Why is %eax zeroed before a call to printf?
Solution 1
From the x86_64 System V ABI register usage table:
%rax
temporary register; with variable arguments passes information about the number of vector registers used; 1st return register ...
printf
is a function with variable arguments, and the number of vector registers used is zero.
Note that printf
must check only %al
, because the caller is allowed to leave garbage in the higher bytes of %rax
. (Still, xor %eax,%eax
is the most efficient way to zero %al
)
See the this Q&A and the x86 tag wiki for more details, or for up-to-date ABI links if the above link is stale.
Solution 2
In the x86_64 ABI, if a function has variable arguments then AL
(which is part of EAX
) is expected to hold the number of vector registers used to hold arguments to that function.
In your example:
printf("%d", 1);
has an integer argument so there’s no need for a vector register, hence AL
is set to 0.
On the other hand, if you change your example to:
printf("%f", 1.0f);
then the floating-point literal is stored in a vector register and, correspondingly, AL
is set to 1
:
movsd LC1(%rip), %xmm0
leaq LC0(%rip), %rdi
movl $1, %eax
call _printf
As expected:
printf("%f %f", 1.0f, 2.0f);
will cause the compiler to set AL
to 2
since there are two floating-point arguments:
movsd LC0(%rip), %xmm0
movapd %xmm0, %xmm1
movsd LC2(%rip), %xmm0
leaq LC1(%rip), %rdi
movl $2, %eax
call _printf
As for your other questions:
puts
is also zeroing out%eax
right before the call though it only takes a single pointer. Why is this?

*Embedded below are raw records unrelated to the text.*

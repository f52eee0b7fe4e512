//! Twitch adapter: one batched Helix query covers all configured streamers.

use async_trait::async_trait;
use reqwest::Client;
use serde::Deserialize;
use tracing::debug;

use crate::auth::Credential;
use crate::error::PollError;

use super::{ChannelSnapshot, Platform, PlatformPoller, PollSnapshot};

pub const HELIX_STREAMS_URL: &str = "https://api.twitch.tv/helix/streams";

pub struct TwitchPoller {
    client: Client,
    client_id: String,
    base_url: String,
}

impl TwitchPoller {
    pub fn new(client: Client, client_id: impl Into<String>) -> Self {
        Self {
            client,
            client_id: client_id.into(),
            base_url: HELIX_STREAMS_URL.to_string(),
        }
    }

    pub fn with_base_url(mut self, url: impl Into<String>) -> Self {
        self.base_url = url.into();
        self
    }
}

#[derive(Debug, Deserialize)]
struct StreamsResponse {
    #[serde(default)]
    data: Vec<HelixStream>,
}

#[derive(Debug, Deserialize)]
struct HelixStream {
    user_login: String,
    #[serde(default)]
    user_name: String,
    #[serde(default)]
    game_name: String,
    #[serde(default)]
    viewer_count: u64,
    #[serde(default)]
    thumbnail_url: String,
}

/// Helix thumbnail URLs carry literal `{width}`/`{height}` placeholders.
fn expand_thumbnail(url: &str) -> String {
    url.replace("{width}", "320").replace("{height}", "180")
}

fn none_if_empty(s: String) -> Option<String> {
    if s.is_empty() {
        None
    } else {
        Some(s)
    }
}

#[async_trait]
impl PlatformPoller for TwitchPoller {
    fn platform(&self) -> Platform {
        Platform::Twitch
    }

    async fn poll(
        &self,
        streamers: &[String],
        credential: &Credential,
    ) -> Result<PollSnapshot, PollError> {
        let query: Vec<(&str, &str)> = streamers
            .iter()
            .map(|s| ("user_login", s.as_str()))
            .collect();

        let resp = self
            .client
            .get(&self.base_url)
            .header("Client-ID", &self.client_id)
            .bearer_auth(&credential.access_token)
            .query(&query)
            .send()
            .await
            .map_err(|e| PollError::from_reqwest(&self.base_url, e))?;

        let status = resp.status();
        if status.as_u16() == 401 {
            return Err(PollError::AuthRejected);
        }
        if !status.is_success() {
            return Err(PollError::Http {
                url: self.base_url.clone(),
                status: status.as_u16(),
            });
        }

        let body: StreamsResponse = resp
            .json()
            .await
            .map_err(|e| PollError::from_reqwest(&self.base_url, e))?;

        // Helix only returns active streams; configured channels absent from
        // the response are confirmed offline.
        let mut snapshot = PollSnapshot::default();
        for stream in body.data {
            let channel = streamers
                .iter()
                .find(|s| s.eq_ignore_ascii_case(&stream.user_login))
                .cloned()
                .unwrap_or_else(|| stream.user_login.clone());

            debug!(channel = %channel, viewers = stream.viewer_count, "Twitch reports live");
            let display_name = if stream.user_name.is_empty() {
                channel.clone()
            } else {
                stream.user_name
            };
            snapshot.insert(ChannelSnapshot {
                platform: Platform::Twitch,
                canonical_url: Platform::Twitch.channel_url(&stream.user_login),
                channel,
                is_live: true,
                display_name,
                category: none_if_empty(stream.game_name),
                viewer_count: Some(stream.viewer_count),
                thumbnail_url: none_if_empty(stream.thumbnail_url)
                    .map(|u| expand_thumbnail(&u)),
            });
        }
        Ok(snapshot)
    }
}

#[cfg(test)]
mod tests {
    use super::*;
    use chrono::Utc;
    use wiremock::matchers::{header, method, path, query_param};
    use wiremock::{Mock, MockServer, ResponseTemplate};

    fn credential() -> Credential {
        Credential {
            platform: Platform::Twitch,
            access_token: "tok".into(),
            expires_at: Utc::now() + chrono::Duration::hours(1),
        }
    }

    fn poller(server: &MockServer) -> TwitchPoller {
        TwitchPoller::new(Client::new(), "cid")
            .with_base_url(format!("{}/helix/streams", server.uri()))
    }

    fn live_entry(login: &str, viewers: u64) -> serde_json::Value {
        serde_json::json!({
            "user_login": login,
            "user_name": login.to_uppercase(),
            "game_name": "Tetris",
            "viewer_count": viewers,
            "thumbnail_url": "https://cdn.example/{width}x{height}.jpg",
            "type": "live"
        })
    }

    #[test]
    fn thumbnail_placeholders_expand() {
        assert_eq!(
            expand_thumbnail("https://x/{width}x{height}.jpg"),
            "https://x/320x180.jpg"
        );
    }

    #[tokio::test]
    async fn batched_poll_marks_absent_channels_offline() {
        let server = MockServer::start().await;
        Mock::given(method("GET"))
            .and(path("/helix/streams"))
            .and(header("Client-ID", "cid"))
            .and(query_param("user_login", "foo"))
            .respond_with(ResponseTemplate::new(200).set_body_json(serde_json::json!({
                "data": [live_entry("foo", 42)]
            })))
            .mount(&server)
            .await;

        let streamers = vec!["foo".to_string(), "bar".to_string()];
        let snap = poller(&server).poll(&streamers, &credential()).await.unwrap();

        assert!(snap.is_live("foo"));
        assert!(!snap.is_live("bar"));
        assert!(snap.indeterminate.is_empty());
        let foo = &snap.channels["foo"];
        assert_eq!(foo.viewer_count, Some(42));
        assert_eq!(foo.category.as_deref(), Some("Tetris"));
        assert_eq!(
            foo.thumbnail_url.as_deref(),
            Some("https://cdn.example/320x180.jpg")
        );
        assert_eq!(foo.canonical_url, "https://www.twitch.tv/foo");
    }

    #[tokio::test]
    async fn response_login_casing_maps_to_configured_spelling() {
        let server = MockServer::start().await;
        Mock::given(method("GET"))
            .respond_with(ResponseTemplate::new(200).set_body_json(serde_json::json!({
                "data": [live_entry("foobar", 7)]
            })))
            .mount(&server)
            .await;

        let streamers = vec!["FooBar".to_string()];
        let snap = poller(&server).poll(&streamers, &credential()).await.unwrap();
        assert!(snap.is_live("FooBar"));
    }

    #[tokio::test]
    async fn unauthorized_maps_to_auth_rejected() {
        let server = MockServer::start().await;
        Mock::given(method("GET"))
            .respond_with(ResponseTemplate::new(401))
            .mount(&server)
            .await;

        let streamers = vec!["foo".to_string()];
        let err = poller(&server)
            .poll(&streamers, &credential())
            .await
            .unwrap_err();
        assert!(matches!(err, PollError::AuthRejected));
    }

    #[tokio::test]
    async fn gateway_timeout_is_transient() {
        let server = MockServer::start().await;
        Mock::given(method("GET"))
            .respond_with(ResponseTemplate::new(504))
            .mount(&server)
            .await;

        let streamers = vec!["foo".to_string()];
        let err = poller(&server)
            .poll(&streamers, &credential())
            .await
            .unwrap_err();
        assert!(err.is_transient());
        assert_eq!(err.status_code(), Some(504));
    }
}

It shouldn’t. For instance:
#include <stdio.h>
void test(void) {
puts("foo");
}
when compiled with gcc -c -O0 -S
, outputs:
pushq %rbp
movq %rsp, %rbp
leaq LC0(%rip), %rdi
call _puts
leave
ret
and %eax
is not zeroed out. However, if you remove #include <stdio.h>
then the resulting assembly does zero out %eax
right before calling puts()
:
pushq %rbp
movq %rsp, %rbp
leaq LC0(%rip), %rdi
movl $0, %eax
call _puts
leave
ret
The reason is related to your second question:
This also happens before any call to my own void proc() function (even with -O2 set), but it is not zeroed when calling a void proc2(int param) function.
If the compiler doesn't see the declaration of a function then it makes no assumptions about its parameters, and the function could well accept variable arguments. The same applies if you specify an empty parameter list (which you shouldn’t, and it’s marked as an obsolescent C feature by ISO/IEC). Since the compiler doesn’t have enough information about the function parameters, it zeroes out %eax
before calling the function because it might be the case that the function is defined as having variable arguments.
For example:
#include <stdio.h>
void function() {
puts("foo");
}
void test(void) {
function();
}
where function()
has an empty parameter list, results in:
pushq %rbp
movq %rsp, %rbp
movl $0, %eax
call _function
leave
ret
However, if you follow the recommend practice of specifying void
when the function accepts no parameters, such as:
#include <stdio.h>
void function(void) {
puts("foo");
}
void test(void) {
function();
}
then the compiler knows that function()
doesn't accept arguments — in particular, it doesn’t accept variable arguments — and hence doesn’t clear %eax
before calling that function:
pushq %rbp
movq %rsp, %rbp
call _function
leave
ret
Solution 3
The reason is the efficient implementation of variadic functions. When a variadic function calls va_start
, it is often not clear to the compiler if va_arg
will ever be invoked for a floating point argument. Therefore, the compiler always has to save all vector registers which can hold parameters, so that a potential future va_arg
call can access it even if the register has been clobbered in the meantime. This is fairly costly because there are eight such registers on x86-64.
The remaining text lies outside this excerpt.